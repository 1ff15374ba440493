use crate::cli::parser::Cli;
use crate::config::Config;
use crate::db::pool::DbPool;
use crate::db::schema::ensure_schema;
use crate::errors::AppResult;
use crate::ui::messages::{info, success};
use std::fs;

/// Handle the `init` command
///
/// This initializes:
///  - the configuration file (skipped with `--test`)
///  - the SQLite database with empty reporting tables, if missing
pub fn handle(cli: &Cli, cfg: &Config) -> AppResult<()> {
    let db_path = cfg.database_path();

    if !cli.test {
        let path = cfg.save()?;
        info(format!("Config file : {}", path.display()));
    }

    if let Some(parent) = db_path.parent()
        && !parent.as_os_str().is_empty()
    {
        fs::create_dir_all(parent)?;
    }

    let pool = DbPool::new(&db_path.to_string_lossy())?;
    ensure_schema(&pool.conn)?;

    success(format!("Database initialized at {}", db_path.display()));
    Ok(())
}
pub mod colors;
pub mod date;
pub mod formatting;
pub mod table;
pub mod time;
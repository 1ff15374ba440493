/// ANSI color helper utilities for terminal output.
pub const RESET: &str = "\x1b[0m";

pub const GREY: &str = "\x1b[90m";

pub const GREEN: &str = "\x1b[32m";
pub const YELLOW: &str = "\x1b[33m";
pub const CYAN: &str = "\x1b[36m";

/// Returns GREY for zero counts and CYAN otherwise, used for chart bars.
pub fn color_for_count(count: usize) -> &'static str {
    if count == 0 { GREY } else { CYAN }
}
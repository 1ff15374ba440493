use crate::export::ExportFormat;
use clap::{Args, Parser, Subcommand, ValueEnum};

/// Command-line interface definition for patient-trends
/// CLI application to summarize clinic reservations stored in SQLite
#[derive(Parser)]
#[command(
    name = "patient-trends",
    version = env!("CARGO_PKG_VERSION"),
    about = "Summarize clinic patients by profession, gender and age for a month and time of day",
    long_about = None
)]
pub struct Cli {
    /// Override database path (useful for tests or custom DB)
    #[arg(global = true, long = "db")]
    pub db: Option<String>,

    /// Run in test mode (no config file update)
    #[arg(global = true, long = "test", hide = true)]
    pub test: bool,

    #[command(subcommand)]
    pub command: Commands,
}

/// Filter options shared by `report` and `export`.
#[derive(Args, Debug, Clone, Default)]
pub struct FilterArgs {
    /// Reservation year (default: current year if present in the data, else the first year)
    #[arg(long)]
    pub year: Option<i32>,

    /// Reservation month 1-12 (default: current month)
    #[arg(long)]
    pub month: Option<u32>,

    /// Time slot id, repeatable (default: all slots).
    /// One of: early-morning, morning, noon, afternoon, evening, night
    #[arg(long = "slot", value_name = "ID")]
    pub slots: Vec<String>,

    /// Do not filter by time of day at all (same as an empty slot selection)
    #[arg(long = "any-time", conflicts_with = "slots")]
    pub any_time: bool,

    /// Reference date for age computation (YYYY-MM-DD, default: today)
    #[arg(long = "as-of", value_name = "DATE")]
    pub as_of: Option<String>,
}

#[derive(Clone, Copy, Debug, Default, ValueEnum)]
pub enum ReportFormat {
    #[default]
    Text,
    Json,
}

#[derive(Subcommand)]
pub enum Commands {
    /// Initialize the configuration and an empty reservation database
    Init,

    /// Show the configuration file
    Config {
        #[arg(long = "print", help = "Print the current configuration")]
        print_config: bool,
    },

    /// Show the selectable years, months and time slots
    Range,

    /// Print patient statistics for a month
    Report {
        #[command(flatten)]
        filter: FilterArgs,

        #[arg(long, value_enum, default_value = "text")]
        format: ReportFormat,
    },

    /// Export patient statistics for a month
    Export {
        #[command(flatten)]
        filter: FilterArgs,

        #[arg(long, value_enum, default_value = "csv")]
        format: ExportFormat,

        #[arg(long, value_name = "FILE")]
        file: String,

        #[arg(long, short = 'f')]
        force: bool,
    },
}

^^^^

◆ **TRY IT**
Search the entries for the word "DbPool" and show every line that has it.

◆ **SOLUTION**
use crate::db::pool::DbPool;
    let pool = DbPool::new(&db_path.to_string_lossy())?;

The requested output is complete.